Building a Home Gym in the DRC

There are a lot of things I can live without in this world, but there are a few things that if I don’t have them I start to get irritated and even a bit depressed. While Peanut Butter withdrawals only really cause the irritation (Thankfully Africa is on the ball when it comes to Peanut Butter, unlike Ukraine and Russia), not having access to weights, and in particular a bench press, really gets me down.

Now I did plan ahead and purchased a nice set of exercise bands, which I will say are very awesome and if you’re looking for a set I will go out and say that the BodyLastics bands are the best around, but as an everyday device they just don’t match the feeling of lifting a heavy barbell.

The wood for the Bench Press

So, about a week ago I was inspired and decided to go out and buy some wood and make myself a bench press and barbell. Didier helped out with the project, particularly when I told him that he could have all of the excess wood for whatever project he’d like.

First I sketched out a basic design and guessed at a few lengths (I used the ledge on our front porch to estimate how wide I wanted the bench to be).
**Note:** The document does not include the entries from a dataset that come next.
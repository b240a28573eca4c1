//! Request-path wiring: correct, expand, search, learn.
//!
//! [`QueryPipeline`] owns the shared pieces a search front end needs on every
//! request. `prepare` turns a raw query into the text handed to the engine;
//! `report_outcome` feeds the engine's answer back into the analytics store
//! so that successful corrections are learned.

use std::sync::Arc;
use std::time::Duration;

use log::{debug, info, warn};
use parking_lot::RwLock;

use crate::config::GlossaConfig;
use crate::error::Result;
use crate::expansion::QueryExpander;
use crate::search::{SearchEngine, SearchRequest, SearchResults};
use crate::spelling::analytics::{AnalyticsCorrector, AnalyticsStore};
use crate::spelling::composite::CompositeCorrector;
use crate::spelling::dictionary::CommonWords;
use crate::spelling::keyboard::KeyboardLayoutCorrector;
use crate::spelling::llm::LlmCorrector;
use crate::spelling::strategy::SpellCheckResult;
use crate::synonym::store::SynonymStore;

/// A query ready to be sent to the search engine.
#[derive(Debug, Clone, PartialEq)]
pub struct PreparedQuery {
    /// The query as typed.
    pub original: String,
    /// The query after the correction chain.
    pub corrected: String,
    /// The corrected query with synonyms appended.
    pub expanded: String,
    /// Full correction details.
    pub correction: SpellCheckResult,
}

impl PreparedQuery {
    /// Whether correction changed the query.
    pub fn was_corrected(&self) -> bool {
        self.correction.has_changes && self.corrected != self.original
    }
}

/// Correction, expansion and outcome learning for one process.
pub struct QueryPipeline {
    corrector: Arc<CompositeCorrector>,
    expander: Arc<QueryExpander>,
    analytics: Option<Arc<AnalyticsStore>>,
    confidence_threshold: Option<f64>,
}

impl QueryPipeline {
    /// Assemble a pipeline from prebuilt parts.
    pub fn new(
        corrector: Arc<CompositeCorrector>,
        expander: Arc<QueryExpander>,
        analytics: Option<Arc<AnalyticsStore>>,
    ) -> Self {
        QueryPipeline {
            corrector,
            expander,
            analytics,
            confidence_threshold: None,
        }
    }

    /// Override the expander's default confidence threshold.
    pub fn with_confidence_threshold(mut self, threshold: f64) -> Self {
        self.confidence_threshold = Some(threshold);
        self
    }

    /// Build every component from configuration.
    ///
    /// Loads the synonym and analytics artifacts and the optional dictionary
    /// file (missing or unreadable files mean empty state), registers the enabled strategies and checks the LLM endpoint
    /// once if it is enabled.
    pub async fn from_config(
        config: &GlossaConfig,
        search_engine: Option<Arc<dyn SearchEngine>>,
    ) -> Result<Self> {
        config.validate()?;

        let store = SynonymStore::load(&config.paths.synonyms);
        let mut dictionary = CommonWords::builtin();
        if let Some(path) = &config.paths.dictionary {
            if let Err(e) = dictionary.merge_file(path) {
                warn!(
                    "Ignoring unreadable dictionary {}: {e}, using built-in words",
                    path.display()
                );
            }
        }
        for (anchor, words) in &store.data().synonyms {
            dictionary.add_word(anchor, 1);
            for word in words {
                dictionary.add_word(word, 1);
            }
        }
        debug!("Common-word dictionary holds {} words", dictionary.len());

        let analytics = Arc::new(AnalyticsStore::load(
            &config.paths.analytics,
            config.analytics.clone(),
        ));

        let mut corrector = CompositeCorrector::new(config.correction.cache_capacity)
            .with_strategy_timeout(Duration::from_millis(config.correction.strategy_timeout_ms));
        if config.correction.enable_keyboard {
            corrector.register(Arc::new(KeyboardLayoutCorrector::new(Arc::new(dictionary))));
        }
        if config.correction.enable_analytics {
            corrector.register(Arc::new(AnalyticsCorrector::new(
                analytics.clone(),
                search_engine,
            )));
        }
        if config.correction.enable_llm {
            if let Some(llm) = LlmCorrector::connect(config.llm.clone()).await {
                corrector.register(Arc::new(llm));
            }
        }
        info!(
            "Correction chain: [{}]",
            corrector.strategy_names().join(", ")
        );

        let expander = QueryExpander::new(Arc::new(RwLock::new(store)))
            .with_tokenizer(config.mining.tokenizer())
            .with_default_threshold(config.expansion.confidence_threshold);

        Ok(QueryPipeline::new(
            Arc::new(corrector),
            Arc::new(expander),
            Some(analytics),
        ))
    }

    /// The correction chain.
    pub fn corrector(&self) -> &Arc<CompositeCorrector> {
        &self.corrector
    }

    /// The query expander.
    pub fn expander(&self) -> &Arc<QueryExpander> {
        &self.expander
    }

    /// The analytics store, if outcomes are being learned.
    pub fn analytics(&self) -> Option<&Arc<AnalyticsStore>> {
        self.analytics.as_ref()
    }

    /// Correct and expand a raw query.
    pub async fn prepare(&self, query: &str) -> PreparedQuery {
        let correction = self.corrector.correct(query).await;
        let corrected = correction.corrected_query.clone();
        let expanded = self
            .expander
            .expand_query(&corrected, self.confidence_threshold);

        PreparedQuery {
            original: query.to_string(),
            corrected,
            expanded,
            correction,
        }
    }

    /// Report how a prepared query fared. A search succeeds when it returned
    /// at least one result.
    pub fn report_outcome(&self, prepared: &PreparedQuery, result_count: usize) {
        let Some(analytics) = &self.analytics else {
            return;
        };
        let original = prepared
            .was_corrected()
            .then_some(prepared.original.as_str());
        analytics.record_search(&prepared.corrected, result_count, result_count > 0, original);
    }

    /// Prepare a query, run it and report the outcome.
    ///
    /// `request` supplies paging and filters; its query text is replaced by
    /// the expanded query.
    pub async fn search(
        &self,
        engine: &dyn SearchEngine,
        query: &str,
        request: SearchRequest,
    ) -> Result<(PreparedQuery, SearchResults)> {
        let prepared = self.prepare(query).await;
        let request = SearchRequest {
            query: prepared.expanded.clone(),
            ..request
        };

        let results = match engine.search(&request).await {
            Ok(results) => results,
            Err(e) => {
                warn!("Search for '{}' failed: {e}", prepared.expanded);
                return Err(e);
            }
        };
        self.report_outcome(&prepared, results.total_count);
        Ok((prepared, results))
    }

    /// Persist learned analytics.
    pub fn save(&self) -> Result<()> {
        match &self.analytics {
            Some(analytics) => analytics.save(),
            None => Ok(()),
        }
    }
}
Then I took a completely random guess at the amount of wood I’d need. I wasn’t able to go along because if they saw a white man the price would quadruple, so I just gave good instructions to Didier and talked to him a bunch on the phone. In the end, we got most of the things we needed, and they were cut to the relative size necessary.

DRC Transportation at its Finest!

Getting them to the house was pretty humorous as Didier paid a guy with a bicycle $3 to stack 60 pounds of lumber on the back of his bike and ride it down the street to the house.
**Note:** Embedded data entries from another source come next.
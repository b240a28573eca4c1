//! Command Line Interface for Glossa.

pub mod args;
pub mod commands;
pub mod output;

pub use args::*;
pub use commands::*;
pub use output::*;
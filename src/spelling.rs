//! Query correction for Glossa.
//!
//! A raw query passes through an ordered chain of independent strategies
//! before expansion:
//!
//! - [`keyboard::KeyboardLayoutCorrector`] fixes text typed with the wrong
//!   keyboard layout active ("ghbdtn" → "привет").
//! - [`analytics::AnalyticsCorrector`] replays corrections learned from past
//!   search outcomes and suggests historically successful look-alikes.
//! - [`llm::LlmCorrector`] asks a local language model as a last resort.
//!
//! [`composite::CompositeCorrector`] owns the chain, the result cache and the
//! per-strategy timeout.

pub mod analytics;
pub mod composite;
pub mod dictionary;
pub mod keyboard;
pub mod levenshtein;
pub mod llm;
pub mod strategy;
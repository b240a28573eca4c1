//! Glossa CLI binary.

use std::io::Write;
use std::process;

use clap::Parser;
use env_logger::Builder;
use log::LevelFilter;

use glossa::cli::args::*;
use glossa::cli::commands::*;

#[tokio::main]
async fn main() {
    let args = GlossaArgs::parse();

    let log_level = match args.verbosity() {
        0 => LevelFilter::Error,
        1 => LevelFilter::Warn,
        2 => LevelFilter::Info,
        _ => LevelFilter::Debug,
    };

    Builder::new()
        .filter_level(log_level)
        .format(|buf, record| writeln!(buf, "[{}] {}", record.level(), record.args()))
        .init();

    if let Err(e) = execute_command(args).await {
        eprintln!("Error: {e}");
        process::exit(1);
    }
}
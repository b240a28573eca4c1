//! Morphological variant detection.
//!
//! Inflected forms of one lemma ("машина", "машины", "машиной") co-occur
//! heavily and would otherwise dominate the mined synonym lists. Two words are
//! treated as variants when ANY of the following holds:
//!
//! * they share a prefix of at least `min(4, shorter_length - 1)` chars;
//! * they share a suffix of at least 4 chars;
//! * their normalized Levenshtein similarity reaches the configured threshold.
//!
//! The checks are OR-ed on purpose; requiring more than one of them lets
//! inflections through as synonyms.

use crate::spelling::levenshtein::levenshtein_similarity;

/// Minimum shared suffix length that marks two words as variants.
pub const MIN_SHARED_SUFFIX: usize = 4;

/// Upper bound on the shared prefix length required to mark variants.
pub const MAX_REQUIRED_PREFIX: usize = 4;

/// Length of the common prefix, in chars.
pub fn shared_prefix_len(a: &str, b: &str) -> usize {
    a.chars().zip(b.chars()).take_while(|(x, y)| x == y).count()
}

/// Length of the common suffix, in chars.
pub fn shared_suffix_len(a: &str, b: &str) -> usize {
    a.chars()
        .rev()
        .zip(b.chars().rev())
        .take_while(|(x, y)| x == y)
        .count()
}

/// Whether two normalized words look like forms of the same lemma.
pub fn is_morphological_variant(a: &str, b: &str, similarity_threshold: f64) -> bool {
    let shorter = a.chars().count().min(b.chars().count());
    let required_prefix = MAX_REQUIRED_PREFIX.min(shorter.saturating_sub(1));

    // A zero requirement would match every pair of words.
    if required_prefix > 0 && shared_prefix_len(a, b) >= required_prefix {
        return true;
    }
    if shared_suffix_len(a, b) >= MIN_SHARED_SUFFIX {
        return true;
    }

    levenshtein_similarity(a, b) >= similarity_threshold
}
We then had to cut out the handles to place the barbell, and have the bench sanded down, but that wasn’t too big of a problem with a carpenter right down the street who could do it for five bucks.

Still had a few support nails to go, but this is it.

Next came the assembly. This was a pain in the ass. Hammering nail after nail in the hot sun was not an easy job. I’m sure anyone at the house would have done it for me, but I was determined to do the work myself and ignore the confused stares of the security guards and the handyman, Raphael, as I did the work. After a while it all came together and I had a completed bench press. Then Raphael immediately understood what I was building and said, in his limited English, “For Sport! Arnold!”

This is a solid iron barbell!

The barbell was actually a bit more work. I had a plan in place to have one made by my friends at a construction company using a pipe and concrete, but I was skeptical it would be heavy enough, and it would take time. Instead, we found an old guy who had a pipe the right length and two metal gears (very heavy) which he could weld together. In the end, I had my 80-90 pound barbell for $25.

For the past two days, Raphael and I have been out in the back yard lifting weights. I’ve taught him how to use the bands and also a bunch of other exercises. While I can’t do everything with only the bench and barbell, I can do a lot more and I at least get the feeling of lifting something heavy rather than an elastic band.

Pumping Iron: DRC Edition

In the future, when I live overseas again, this will be the first thing I do upon arriving – unless I can just find a gym like in Ukraine. But it does give me a bit of joy having made it myself basically out of scrap. It feels like Rocky in part 4 when he has to train using whatever he has around off in Russia. It’s a great feeling.

It's a bit light. I can do 50 reps easily, but the locals are only doing 8-10.